Gutenberg’s Apprentice tells the story of the creation of the Gutenberg Bible through the eyes of Peter Schöffer (or Schoeffer instead of the Umlaut). Peter was the apprentice of Johannes Gensfleisch zur Laden, called Gutenberg. Though the narrative takes place in the 1450’s, there are short chapters in between, where Peter is talking to abbot Trithemius of Sponheim Abbey 30 years after the Bible was printed, between September 1484 and March 1486. With the distance of time and Trithemius’ remarks, they allow Peter (and the reader) to reflect on what had happened.

The story of Gutenberg’s Apprentice begins in September 1450, when Peter is returning to Mainz from Paris, where he was working as a scribe at the Sorbonne, “the apex of the world” as he sees it. He loves this job and envisages good prospects. Therefore he is not too happy when a letter from his foster father Johann Fust arrives calling him back to Mainz. “‘I was twenty-five the year my father called me home.’ So it began.” This letter was to become the turning point of his life.

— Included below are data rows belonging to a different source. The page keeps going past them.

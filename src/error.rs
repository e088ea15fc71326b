//! Error types used by actions, composites and the dispatcher.
//!
//! This module defines two enums:
//!
//! - [`ActionError`] is what an execution ends with when it does not succeed.
//! - [`UsageError`] is a broken contract (double ownership, non-root abort, ...).
//!   Usage errors are returned immediately to the caller, never through a listener.
//!
//! Both types provide `as_label` for logs/metrics. Failures keep the original error
//! behind an `Arc`, so a captured error can be handed around, cloned and later
//! inspected with [`ActionError::downcast_ref`] without losing its concrete type.

use std::any::Any;
use std::error::Error as StdError;
use std::sync::Arc;
use std::time::Duration;

use thiserror::Error;

/// Boxed error accepted by [`ActionError::from_boxed`].
pub type BoxError = Box<dyn StdError + Send + Sync + 'static>;

/// Coarse classification of an [`ActionError`].
#[derive(Clone, Copy, Debug, PartialEq, Eq, Hash)]
pub enum ErrorKind {
    /// The action was aborted.
    Aborted,
    /// A deadline wrapper gave up waiting.
    Timeout,
    /// Any other failure raised by the action body.
    Failed,
    /// A broken usage contract.
    Usage,
}

/// # Why an execution did not succeed.
///
/// `Aborted` is a tag, not a message: code must match on the variant (or call
/// [`ActionError::is_aborted`]) rather than inspect text.
#[non_exhaustive]
#[derive(Error, Debug, Clone)]
pub enum ActionError {
    /// The action (or its tree) was aborted.
    #[error("action aborted")]
    Aborted,

    /// A deadline expired before the wrapped action finished.
    #[error("timed out after waiting {timeout:?} for '{action}' to finish")]
    Timeout {
        /// The deadline that expired.
        timeout: Duration,
        /// Description of the action that was still running.
        action: String,
    },

    /// The action failed; the original error is preserved.
    #[error("{0}")]
    Failed(Arc<dyn StdError + Send + Sync + 'static>),

    /// The action was used in a way its contract forbids.
    #[error(transparent)]
    Usage(#[from] UsageError),
}

impl ActionError {
    /// Wraps any error as a failure.
    pub fn failed<E>(error: E) -> Self
    where
        E: StdError + Send + Sync + 'static,
    {
        ActionError::Failed(Arc::new(error))
    }

    /// Wraps an already boxed error as a failure.
    pub fn from_boxed(error: BoxError) -> Self {
        ActionError::Failed(Arc::from(error))
    }

    /// Builds a failure from a plain message.
    pub fn msg(message: impl Into<String>) -> Self {
        ActionError::failed(Message(message.into()))
    }

    /// Returns the coarse classification of this error.
    pub fn kind(&self) -> ErrorKind {
        match self {
            ActionError::Aborted => ErrorKind::Aborted,
            ActionError::Timeout { .. } => ErrorKind::Timeout,
            ActionError::Failed(_) => ErrorKind::Failed,
            ActionError::Usage(_) => ErrorKind::Usage,
        }
    }

    /// True if this is the distinguished aborted error.
    pub fn is_aborted(&self) -> bool {
        matches!(self, ActionError::Aborted)
    }

    /// Recovers the concrete error captured by [`ActionError::Failed`].
    ///
    /// # Example
    /// ```
    /// use actionvisor::ActionError;
    ///
    /// #[derive(Debug, thiserror::Error)]
    /// #[error("disk full")]
    /// struct DiskFull;
    ///
    /// let captured = ActionError::failed(DiskFull);
    /// let later = captured.clone();
    /// assert!(later.downcast_ref::<DiskFull>().is_some());
    /// ```
    pub fn downcast_ref<E>(&self) -> Option<&E>
    where
        E: StdError + 'static,
    {
        match self {
            ActionError::Failed(inner) => inner.downcast_ref::<E>(),
            _ => None,
        }
    }

    /// Returns the usage error, if this is one.
    pub fn as_usage(&self) -> Option<&UsageError> {
        match self {
            ActionError::Usage(usage) => Some(usage),
            _ => None,
        }
    }

    /// Returns a short stable label (snake_case) for use in logs/metrics.
    pub fn as_label(&self) -> &'static str {
        match self {
            ActionError::Aborted => "action_aborted",
            ActionError::Timeout { .. } => "action_timeout",
            ActionError::Failed(_) => "action_failed",
            ActionError::Usage(usage) => usage.as_label(),
        }
    }
}

/// # Broken usage contracts.
///
/// These are raised synchronously by the call that breaks the contract and are
/// never retried.
#[non_exhaustive]
#[derive(Error, Debug, Clone, PartialEq, Eq)]
pub enum UsageError {
    /// The action is already owned by another action.
    #[error("'{action}' already has an owner")]
    AlreadyOwned {
        /// Description of the action that could not be adopted.
        action: String,
    },

    /// The action's type never accepts an owner.
    #[error("'{action}' can only be a root action")]
    RootOnly {
        /// Description of the root-only action.
        action: String,
    },

    /// Adoption would make an action its own ancestor.
    #[error("'{owner}' cannot own '{child}': ownership would form a cycle")]
    OwnershipCycle {
        /// Description of the would-be owner.
        owner: String,
        /// Description of the would-be child.
        child: String,
    },

    /// The action is not a direct child of the owner.
    #[error("'{child}' is not owned by '{owner}'")]
    NotOwned {
        /// Description of the owner.
        owner: String,
        /// Description of the action that is not its child.
        child: String,
    },

    /// Abort was called on an action that has an owner.
    #[error("abort is only valid on root actions; '{action}' has an owner")]
    NotRoot {
        /// Description of the owned action.
        action: String,
    },

    /// A completion arrived for an action that is not executing.
    #[error("'{action}' was told it finished while idle")]
    IdleDecrement {
        /// Description of the idle action.
        action: String,
    },

    /// A listener callback arrived on the thread that started the execution.
    #[error("completion of '{action}' was reported on the thread that started it")]
    SameThreadCallback {
        /// Description of the action.
        action: String,
    },

    /// A completion was dropped without being finished; the execution was closed as failed.
    #[error("completion was dropped without being finished")]
    CompletionDropped,

    /// A dispatcher was configured with an empty pool.
    #[error("dispatcher pool size must be at least 1")]
    ZeroPoolSize,

    /// Only root actions can be dispatched.
    #[error("only root actions can be dispatched; '{action}' has a parent")]
    NotDispatchable {
        /// Description of the rejected action.
        action: String,
    },

    /// The action was not created through a factory and has no shared handle.
    #[error("'{action}' is not bound to a shared handle")]
    Unbound {
        /// Name of the unbound action.
        action: String,
    },

    /// A scheduled time lies in the past and running late was not allowed.
    #[error("'{action}' was scheduled for {at}, which is in the past")]
    ScheduledInPast {
        /// Description of the scheduled action.
        action: String,
        /// The requested time of execution.
        at: String,
    },
}

impl UsageError {
    /// Returns a short stable label (snake_case) for use in logs/metrics.
    pub fn as_label(&self) -> &'static str {
        match self {
            UsageError::AlreadyOwned { .. } => "usage_already_owned",
            UsageError::RootOnly { .. } => "usage_root_only",
            UsageError::OwnershipCycle { .. } => "usage_ownership_cycle",
            UsageError::NotOwned { .. } => "usage_not_owned",
            UsageError::NotRoot { .. } => "usage_not_root",
            UsageError::IdleDecrement { .. } => "usage_idle_decrement",
            UsageError::SameThreadCallback { .. } => "usage_same_thread_callback",
            UsageError::CompletionDropped => "usage_completion_dropped",
            UsageError::ZeroPoolSize => "usage_zero_pool_size",
            UsageError::NotDispatchable { .. } => "usage_not_dispatchable",
            UsageError::Unbound { .. } => "usage_unbound",
            UsageError::ScheduledInPast { .. } => "usage_scheduled_in_past",
        }
    }
}

/// A panic raised by an action body, captured as a failure.
#[derive(Error, Debug, Clone, PartialEq, Eq)]
#[error("action panicked: {message}")]
pub struct Panicked {
    /// The panic payload, if it was a string.
    pub message: String,
}

impl Panicked {
    pub(crate) fn from_payload(payload: &(dyn Any + Send)) -> Self {
        let message = if let Some(text) = payload.downcast_ref::<&'static str>() {
            (*text).to_string()
        } else if let Some(text) = payload.downcast_ref::<String>() {
            text.clone()
        } else {
            "non-string panic payload".to_string()
        };
        Panicked { message }
    }
}

/// Failure carrying only a message.
#[derive(Error, Debug)]
#[error("{0}")]
struct Message(String);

Johann Fust is the financial backer of Johannes Gutenberg and wants Peter to work in the printer’s workshop to keep an eye on his investment. Peter’s first reaction, when told about Gutenberg’s invention, is one of extreme shock and antagonism. This is “A blasphemy more like, or just some shoddy trick.” [p.18]

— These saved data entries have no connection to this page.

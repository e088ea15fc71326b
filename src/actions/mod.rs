//! The action abstraction and its execution machinery.
//!
//! ## Contents
//! - [`Action`] object-safe trait implemented by every action; [`ActionRef`] shared handle
//! - [`ActionExt`] execution, abort, wait and ownership operations for every action
//! - [`ActionCore`] per-action state (id, ownership links, abort/done signals, counter)
//! - [`Listener`], [`Outcome`], [`Completion`] the asynchronous completion contract
//! - [`SyncAction`], [`AsyncAction`] bridges supplying the missing execution form
//! - [`ActionFn`] closure-backed synchronous action
//! - [`Context`] view of the running action handed to bodies

mod action;
mod bridge;
mod context;
mod core;
mod fn_action;
mod listener;

pub use action::{Action, ActionExt, ActionRef};
pub use bridge::{AsyncAction, AsyncBody, SyncAction, SyncBody};
pub use context::Context;
pub use self::core::{ActionCore, bind};
pub use fn_action::ActionFn;
pub use listener::{Completion, Listener, Outcome};

pub(crate) use bridge::block_on_callback;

His first impression of the workshop does not improve things. It is described in terms which make the reader think of hell: “A searing darkness, stoked by fire, a throbbing clatter”, “a smoke … foul and … astringent” [pp.22-33]. When he sees the “dully gleaming” letters, “He felt a dizziness, as if the ground had dropped away. Noise battered at his ears: he heard the furnace roar, the crude press crash, as if to rend in two the very fabric of the world”. [p.25] Entering into his apprenticeship was “as if he’d been inducted, blindfolded, into some black and cabbalistic brotherhood.” [p.29] His reaction is later on mirrored by that of his girlfriend Anna, who says that by printing he denies “the very gifts He gave us”. [p.206]

Gutenberg’s Apprentice

German stamp from 1954 to commemorate the 500th anniversary of the Gutenberg Bible

Over the next two years, Peter’s disgust lessens as he learns the process, and his relationship with the men he is working with grows closer, though Gutenberg himself remains apart and comes across as rather erratic. Peter’s view of the process changes when he sets and prints his first proof, about a year after arriving in Mainz.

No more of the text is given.